Concurrent with this code grounding methods were being upgraded. Although many data installations in older buildings needed upgrades to the grounding and bonding systems to function reliably, bonding methods in new construction was generally suitable for dependable data transfer.
I suspect that many data problems were blamed on grounding when the actual problem was elsewhere. When the problem was eventually located no-one jumped up and said;
"Hey! I made a mistake!

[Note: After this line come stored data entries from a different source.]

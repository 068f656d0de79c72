use thiserror::Error;

#[derive(Debug, Error)]
pub enum Error {
    #[error("invalid public key")]
    InvalidKey,
    #[error("no public key provisioned")]
    NoKeyProvisioned,
    #[error("encryption failed")]
    EncryptionFailed,
    #[error("decryption failed")]
    DecryptionFailed,
    #[error("token hashing failed")]
    Hash,
    #[error(transparent)]
    Store(#[from] anyhow::Error),
}
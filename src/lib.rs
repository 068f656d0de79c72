//! # Kunci (Public-Key Challenge Second Factor)
//!
//! `kunci` implements a second authentication factor based on asymmetric
//! encryption. The server holds a user's public key; to authenticate, it
//! encrypts a freshly generated one-time token under that key and asks the
//! user to return the plaintext after decrypting it offline. The server
//! stores only a salted hash of the expected answer, and a token is valid
//! for exactly one successful validation.
//!
//! ## Provisioning
//!
//! Users paste an ASCII-armored public-key block. The armor header and
//! footer are stripped before storage, and only a key that round-trips
//! through a probe encryption is persisted; a rejected submission leaves
//! any previously stored key untouched.
//!
//! ## Challenges
//!
//! Issuing a challenge encrypts a fresh random token (sealed-box scheme:
//! ephemeral X25519 key agreement, HKDF-SHA256, ChaCha20-Poly1305) and
//! persists an Argon2id hash of the token as the sole record of the
//! outstanding challenge. Reissuing replaces the outstanding challenge;
//! the prior token becomes permanently unanswerable.
//!
//! ## Embedding
//!
//! The crate is presentation-free: the host service supplies user
//! identities ([`uuid::Uuid`]) and a per-user [`AttributeStore`], and wires
//! [`ChallengeService`] into its own HTTP/UI layer. [`MemoryStore`] backs
//! tests and single-process embeddings; [`PostgresStore`] is the
//! production store.

pub mod challenge;
pub mod store;

pub use challenge::{ChallengeService, Error, TokenPolicy, TokenService};
pub use store::{AttributeStore, MemoryStore, PostgresStore};
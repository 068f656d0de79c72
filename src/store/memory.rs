use super::AttributeStore;
use anyhow::{Result, anyhow};
use async_trait::async_trait;
use std::{collections::HashMap, sync::RwLock};
use uuid::Uuid;

/// In-memory attribute store for tests and single-process embeddings.
#[derive(Default)]
pub struct MemoryStore {
    attributes: RwLock<HashMap<(Uuid, String), String>>,
}

impl MemoryStore {
    #[must_use]
    pub fn new() -> Self {
        Self::default()
    }
}

#[async_trait]
impl AttributeStore for MemoryStore {
    async fn get(&self, user: Uuid, name: &str) -> Result<Option<String>> {
        let attributes = self
            .attributes
            .read()
            .map_err(|_| anyhow!("attribute lock poisoned"))?;
        Ok(attributes.get(&(user, name.to_string())).cloned())
    }

    async fn set(&self, user: Uuid, name: &str, value: &str) -> Result<()> {
        let mut attributes = self
            .attributes
            .write()
            .map_err(|_| anyhow!("attribute lock poisoned"))?;
        attributes.insert((user, name.to_string()), value.to_string());
        Ok(())
    }

    async fn delete(&self, user: Uuid, name: &str) -> Result<()> {
        let mut attributes = self
            .attributes
            .write()
            .map_err(|_| anyhow!("attribute lock poisoned"))?;
        attributes.remove(&(user, name.to_string()));
        Ok(())
    }
}

#[cfg(test)]
#[allow(clippy::unwrap_used)]
mod tests {
    use super::*;

    #[tokio::test]
    async fn set_get_delete_round_trip() {
        let store = MemoryStore::new();
        let user = Uuid::new_v4();

        assert_eq!(store.get(user, "attr").await.unwrap(), None);

        store.set(user, "attr", "first").await.unwrap();
        assert_eq!(
            store.get(user, "attr").await.unwrap(),
            Some("first".to_string())
        );

        store.set(user, "attr", "second").await.unwrap();
        assert_eq!(
            store.get(user, "attr").await.unwrap(),
            Some("second".to_string())
        );

        store.delete(user, "attr").await.unwrap();
        assert_eq!(store.get(user, "attr").await.unwrap(), None);

        // Deleting again is not an error.
        store.delete(user, "attr").await.unwrap();
    }

    #[tokio::test]
    async fn attributes_are_scoped_per_user() {
        let store = MemoryStore::new();
        let alice = Uuid::new_v4();
        let bob = Uuid::new_v4();

        store.set(alice, "attr", "value").await.unwrap();
        assert_eq!(store.get(bob, "attr").await.unwrap(), None);
    }
}
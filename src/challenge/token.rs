//! One-time token generation and verification.
//!
//! Tokens come from the OS CSPRNG and are never persisted in plaintext:
//! storage sees only an Argon2id PHC hash, and submissions are checked
//! through the password verifier's constant-time comparison. The service
//! is stateless with respect to persistence; single-use deletion is the
//! orchestrator's contract.

use crate::challenge::error::Error;
use argon2::{Argon2, PasswordHash, PasswordHasher, PasswordVerifier, password_hash::SaltString};
use rand::{RngCore, rngs::OsRng};
use secrecy::SecretString;
use serde::Deserialize;

const ALPHANUMERIC: &[u8] = b"abcdefghijklmnopqrstuvwxyzABCDEFGHIJKLMNOPQRSTUVWXYZ0123456789";
const SYMBOLS: &[u8] = b"!@#$%^&*()-_[]{}<>~`+=,.;:/?|";

/// Token generation policy, deserializable from the host's config layer.
#[derive(Debug, Clone, Deserialize)]
#[serde(default)]
pub struct TokenPolicy {
    /// Number of characters in a generated token.
    pub length: usize,
    /// Include symbols in addition to alphanumerics.
    pub symbols: bool,
}

impl Default for TokenPolicy {
    fn default() -> Self {
        Self {
            length: 12,
            symbols: true,
        }
    }
}

/// A freshly generated one-time token: the plaintext to encrypt for the
/// user, and the hash to persist as the expected answer.
pub struct GeneratedToken {
    pub plaintext: SecretString,
    pub hash: String,
}

/// Generates random tokens and verifies submitted answers.
#[derive(Debug, Clone)]
pub struct TokenService {
    policy: TokenPolicy,
}

impl TokenService {
    #[must_use]
    pub fn new(policy: TokenPolicy) -> Self {
        Self { policy }
    }

    /// Generate a new token and its salted hash.
    ///
    /// # Errors
    ///
    /// Returns [`Error::Hash`] if hashing fails.
    pub fn generate(&self) -> Result<GeneratedToken, Error> {
        let mut rng = OsRng;
        self.generate_with_rng(&mut rng)
    }

    fn generate_with_rng<R: RngCore + ?Sized>(&self, rng: &mut R) -> Result<GeneratedToken, Error> {
        let alphabet = self.alphabet();
        let mut raw = vec![0u8; self.policy.length];
        rng.fill_bytes(&mut raw);

        let mut token = String::with_capacity(self.policy.length);
        for byte in raw {
            let idx = usize::from(byte) % alphabet.len();
            if let Some(&char_byte) = alphabet.get(idx) {
                token.push(char_byte as char);
            }
        }

        let hash = hash_token(&token)?;
        Ok(GeneratedToken {
            plaintext: SecretString::from(token),
            hash,
        })
    }

    /// Check a submitted answer against the stored hash.
    ///
    /// A mismatch is a normal `false`, and so is a malformed stored hash;
    /// this path never panics on adversarial input.
    #[must_use]
    pub fn verify(&self, stored_hash: &str, submitted: &str) -> bool {
        let Ok(parsed) = PasswordHash::new(stored_hash) else {
            return false;
        };
        Argon2::default()
            .verify_password(submitted.as_bytes(), &parsed)
            .is_ok()
    }

    fn alphabet(&self) -> Vec<u8> {
        let mut alphabet = ALPHANUMERIC.to_vec();
        if self.policy.symbols {
            alphabet.extend_from_slice(SYMBOLS);
        }
        alphabet
    }
}

/// Hash a token using Argon2id with a fresh random salt.
fn hash_token(token: &str) -> Result<String, Error> {
    let salt = SaltString::generate(&mut OsRng);
    Argon2::default()
        .hash_password(token.as_bytes(), &salt)
        .map(|hash| hash.to_string())
        .map_err(|_| Error::Hash)
}

#[cfg(test)]
#[allow(clippy::unwrap_used)]
mod tests {
    use super::*;
    use rand::{SeedableRng, rngs::StdRng};
    use secrecy::ExposeSecret;

    #[test]
    fn token_matches_default_policy() {
        let tokens = TokenService::new(TokenPolicy::default());
        let generated = tokens.generate().unwrap();
        let plaintext = generated.plaintext.expose_secret();

        assert_eq!(plaintext.chars().count(), 12);
        let alphabet: Vec<char> = ALPHANUMERIC
            .iter()
            .chain(SYMBOLS)
            .map(|&b| b as char)
            .collect();
        assert!(plaintext.chars().all(|ch| alphabet.contains(&ch)));
    }

    #[test]
    fn policy_without_symbols_is_alphanumeric() {
        let tokens = TokenService::new(TokenPolicy {
            length: 20,
            symbols: false,
        });
        let generated = tokens.generate().unwrap();
        let plaintext = generated.plaintext.expose_secret();

        assert_eq!(plaintext.chars().count(), 20);
        assert!(plaintext.chars().all(|ch| ch.is_ascii_alphanumeric()));
    }

    #[test]
    fn hash_and_verify_round_trip() {
        let tokens = TokenService::new(TokenPolicy::default());
        let generated = tokens.generate().unwrap();

        assert!(generated.hash.starts_with("$argon2"));
        assert!(tokens.verify(&generated.hash, generated.plaintext.expose_secret()));
        assert!(!tokens.verify(&generated.hash, "000000"));
    }

    #[test]
    fn same_token_hashes_with_different_salts() {
        let tokens = TokenService::new(TokenPolicy::default());
        let first = tokens.generate_with_rng(&mut StdRng::seed_from_u64(7)).unwrap();
        let second = tokens.generate_with_rng(&mut StdRng::seed_from_u64(7)).unwrap();

        assert_eq!(
            first.plaintext.expose_secret(),
            second.plaintext.expose_secret()
        );
        assert_ne!(first.hash, second.hash);
        assert!(tokens.verify(&second.hash, first.plaintext.expose_secret()));
    }

    #[test]
    fn verify_rejects_malformed_hash() {
        let tokens = TokenService::new(TokenPolicy::default());
        assert!(!tokens.verify("not-a-phc-hash", "anything"));
        assert!(!tokens.verify("", "anything"));
    }
}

The grounding was good all the time!!"
After a long career in construction I have a few anecdotes to support these assertions but no studies.
A good study or two may have saved us a lot of wasted time and money on isolated grounds.
I will be the first to admit that there are a very few exceptions where isolated grounds are a good thing, such as in operating theaters.
There have been studies years ago when explosive anesthetics were used when the combination of an explosive gas and a high frequency scalpel caused a patients lungs to explode on the operating table with concurrent injury and sometimes death of the operating team.
This was surely a case for small transformers with grounded inter-winding shields and isolated grounds.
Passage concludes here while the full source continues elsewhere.